The company did not offer any more details about the plans in the release. It opted to submit its IPO registration confidentially which “enables a company to withhold sensitive information from competitors, customers, and employees until much further down the road; in some cases, it even gives the option to withdraw a registrations statement without alerting the public,” according to VentureBeat.
WeWork’s IPO announcement comes months after Japanese bank SoftBank (SFTBY) Group cut its planned investment into the startup by nearly $14 billion.
SoftBank—headed by Masayoshi Son—was originally set to pump $16 billion into the company through its Vision Fund but instead only gave WeWork another $2 billion in January, bringing its total investment to $6 billion, as Commercial Observer previously reported.

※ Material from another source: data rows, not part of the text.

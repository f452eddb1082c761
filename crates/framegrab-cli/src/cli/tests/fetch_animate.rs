//! Tests for fetch and animate subcommands.

use super::parse;
use crate::cli::{Cli, CliCommand};
use clap::Parser;
use std::path::Path;

#[test]
fn cli_parse_fetch() {
    match parse(&["framegrab", "fetch", "https://example.com/anim/", "out/anim"]) {
        CliCommand::Fetch {
            base_url,
            destination,
            json,
        } => {
            assert_eq!(base_url, "https://example.com/anim/");
            assert_eq!(destination, Path::new("out/anim"));
            assert!(!json);
        }
        _ => panic!("expected Fetch"),
    }
}

#[test]
fn cli_parse_fetch_json() {
    match parse(&["framegrab", "fetch", "https://x/", "d", "--json"]) {
        CliCommand::Fetch { json, .. } => assert!(json),
        _ => panic!("expected Fetch with --json"),
    }
}

#[test]
fn cli_parse_animate_defaults() {
    match parse(&["framegrab", "animate", "https://example.com/anim", "d"]) {
        CliCommand::Animate {
            base_url,
            destination,
            output,
            framerate,
            hold_last_frame,
        } => {
            assert_eq!(base_url, "https://example.com/anim");
            assert_eq!(destination, Path::new("d"));
            assert_eq!(output, "animation.mp4");
            assert_eq!(framerate, 30);
            assert_eq!(hold_last_frame, 0);
        }
        _ => panic!("expected Animate"),
    }
}

#[test]
fn cli_parse_animate_options() {
    match parse(&[
        "framegrab",
        "animate",
        "https://example.com/anim/",
        "d",
        "-o",
        "aurora.mp4",
        "--framerate",
        "60",
        "--hold-last-frame",
        "3",
    ]) {
        CliCommand::Animate {
            output,
            framerate,
            hold_last_frame,
            ..
        } => {
            assert_eq!(output, "aurora.mp4");
            assert_eq!(framerate, 60);
            assert_eq!(hold_last_frame, 3);
        }
        _ => panic!("expected Animate with options"),
    }
}

#[test]
fn cli_animate_rejects_negative_hold() {
    assert!(Cli::try_parse_from([
        "framegrab",
        "animate",
        "https://x/",
        "d",
        "--hold-last-frame",
        "-1",
    ])
    .is_err());
}

#[test]
fn cli_fetch_requires_destination() {
    assert!(Cli::try_parse_from(["framegrab", "fetch", "https://x/"]).is_err());
}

The Wall Street Journal reported the SoftBank’s decreased infusion came after two key Vision Fund investors, the government-backed funds of Saudi Arabia and Abu Dhabi, had concerns about the deal because of the amount of money WeWork hemorrhaged each year. Last year, WeWork had about $1.8 billion in revenue but its losses more than doubled to $1.9 billion, the Times reported.
SoftBank’s latest round of funding came from the bank itself and not its Vision Fund.
Experts previously told CO that the smaller investment would cause WeWork executives to worry about its money losses and accelerate the company’s IPO timeline to continue its growth.
“There just aren’t that many people that can write that check,” Alex Snyder, a senior analyst with Philadelphia-based real estate investment manager CenterSquare, previously said. “I’d be surprised if going public wasn’t at least somewhere in their minds as a potential capital source.”
WeWork is the latest well-funded startup to complete an IPO or gear up to go public. Lyft and Pinterest already went public, while companies like Uber and Airbnb are currently in the process.